__Exercise__
In how many lines of the listing below does the word "relative" occur? Say only the number.

═════ Given data ═════

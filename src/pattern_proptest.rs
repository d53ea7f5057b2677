//! Property-based tests for pattern handling.
//!
//! These tests use proptest to generate random inputs and verify that
//! invariants hold for all possible inputs.

#[cfg(test)]
mod proptest_tests {
    use crate::copier::{resolve_and_copy, OverwritePolicy};
    use crate::error::Error;
    use crate::pattern::{classify, is_glob, PatternKind};
    use crate::prompt::{is_affirmative, Decline};
    use proptest::prelude::*;
    use std::fs;
    use tempfile::TempDir;

    // ============================================================================
    // is_glob property tests
    // ============================================================================

    proptest! {
        /// Property: plain path characters never make a pattern a glob
        #[test]
        fn is_glob_false_for_plain_paths(input in "[a-zA-Z0-9_./-]*") {
            prop_assert!(!is_glob(&input));
        }

        /// Property: any wildcard marker anywhere makes a pattern a glob
        #[test]
        fn is_glob_true_with_any_marker(
            prefix in "[a-z/]*",
            marker in prop::sample::select(vec!['*', '?', '[']),
            suffix in "[a-z/.]*",
        ) {
            let pattern = format!("{}{}{}", prefix, marker, suffix);
            prop_assert!(is_glob(&pattern));
        }

        /// Property: globs are classified without touching the filesystem
        #[test]
        fn globs_classify_as_glob(name in "[a-z]{1,8}") {
            let pattern = format!("{}/*.md", name);
            let kind = classify(std::path::Path::new("/nonexistent-snapshot"), &pattern);
            prop_assert_eq!(kind.unwrap(), PatternKind::Glob);
        }

        /// Property: any pattern with a `..` segment is rejected
        #[test]
        fn parent_segments_are_rejected(
            before in "[a-z]{0,5}",
            after in "[a-z]{0,5}",
        ) {
            let pattern = if before.is_empty() {
                format!("../{}", after)
            } else {
                format!("{}/../{}", before, after)
            };
            let err = classify(std::path::Path::new("/nonexistent-snapshot"), &pattern)
                .unwrap_err();
            let is_outside = matches!(err, Error::PatternOutsideRepository { .. });
            prop_assert!(is_outside);
        }

        /// Property: only y/yes (any case, any padding) is consent
        #[test]
        fn only_y_or_yes_is_affirmative(answer in "\\PC{0,6}") {
            let normalized = answer.trim().to_lowercase();
            let expected = normalized == "y" || normalized == "yes";
            prop_assert_eq!(is_affirmative(&answer), expected);
        }
    }

    // ============================================================================
    // Flat destination property tests
    // ============================================================================

    proptest! {
        #![proptest_config(ProptestConfig::with_cases(32))]

        /// Property: a file at any depth lands at `<dest>/<basename>`
        #[test]
        fn copied_file_lands_under_base_name(
            dirs in prop::collection::vec("[a-z]{1,6}", 0..4),
            name in "[a-z]{1,8}\\.md",
        ) {
            let snapshot = TempDir::new().unwrap();
            let dest = TempDir::new().unwrap();

            let mut relative = dirs.join("/");
            if !relative.is_empty() {
                relative.push('/');
                fs::create_dir_all(snapshot.path().join(&relative)).unwrap();
            }
            relative.push_str(&name);
            fs::write(snapshot.path().join(&relative), b"content").unwrap();

            let outcome = resolve_and_copy(
                snapshot.path(),
                &[relative.clone()],
                dest.path(),
                OverwritePolicy::Skip,
                &mut Decline,
            );

            prop_assert_eq!(outcome.synced, vec![relative]);
            prop_assert!(dest.path().join(&name).is_file());
            prop_assert_eq!(fs::read_dir(dest.path()).unwrap().count(), 1);
        }
    }
}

═════

__Result for this exercise__
8